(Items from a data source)
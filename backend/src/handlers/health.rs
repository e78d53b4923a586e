//! Liveness and readiness

use axum::{extract::State, http::StatusCode, Json};
use serde::Serialize;
use shared::AvailabilityFormula;

use crate::AppState;

#[derive(Serialize)]
pub struct HealthReport {
    pub service: &'static str,
    pub version: &'static str,
    pub database: bool,
    pub cache_enabled: bool,
    /// Stock formula the calculator runs with
    pub availability_formula: AvailabilityFormula,
}

/// 200 when the database answers, 503 otherwise
pub async fn health_check(State(state): State<AppState>) -> (StatusCode, Json<HealthReport>) {
    let database = match sqlx::query_scalar::<_, i32>("SELECT 1").fetch_one(&state.db).await {
        Ok(_) => true,
        Err(e) => {
            tracing::warn!(error = %e, "database unreachable");
            false
        }
    };

    let status = if database {
        StatusCode::OK
    } else {
        StatusCode::SERVICE_UNAVAILABLE
    };

    (
        status,
        Json(HealthReport {
            service: "gw-server",
            version: env!("CARGO_PKG_VERSION"),
            database,
            cache_enabled: state.config.cache.enabled,
            availability_formula: state.config.calculator.availability_formula,
        }),
    )
}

* [What you are asked to do]: This exercise calls for every record above to be written out again exactly.

* [Task answer]:
filename backend/src/handlers/health.rs
repository e78d53b4923a586e
//! Liveness and readiness

use axum::{extract::State, http::StatusCode, Json};
use serde::Serialize;
use shared::AvailabilityFormula;

use crate::AppState;

#[derive(Serialize)]
pub struct HealthReport {
    pub service: &'static str,
    pub version: &'static str,
    pub database: bool,
    pub cache_enabled: bool,
    /// Stock formula the calculator runs with
    pub availability_formula: AvailabilityFormula,
}

/// 200 when the database answers, 503 otherwise
pub async fn health_check(State(state): State<AppState>) -> (StatusCode, Json<HealthReport>) {
    let database = match sqlx::query_scalar::<_, i32>("SELECT 1").fetch_one(&state.db).await {
        Ok(_) => true,
        Err(e) => {
            tracing::warn!(error = %e, "database unreachable");
            false
        }
    };

    let status = if database {
        StatusCode::OK
    } else {
        StatusCode::SERVICE_UNAVAILABLE
    };

    (
        status,
        Json(HealthReport {
            service: "gw-server",
            version: env!("CARGO_PKG_VERSION"),
            database,
            cache_enabled: state.config.cache.enabled,
            availability_formula: state.config.calculator.availability_formula,
        }),
    )
}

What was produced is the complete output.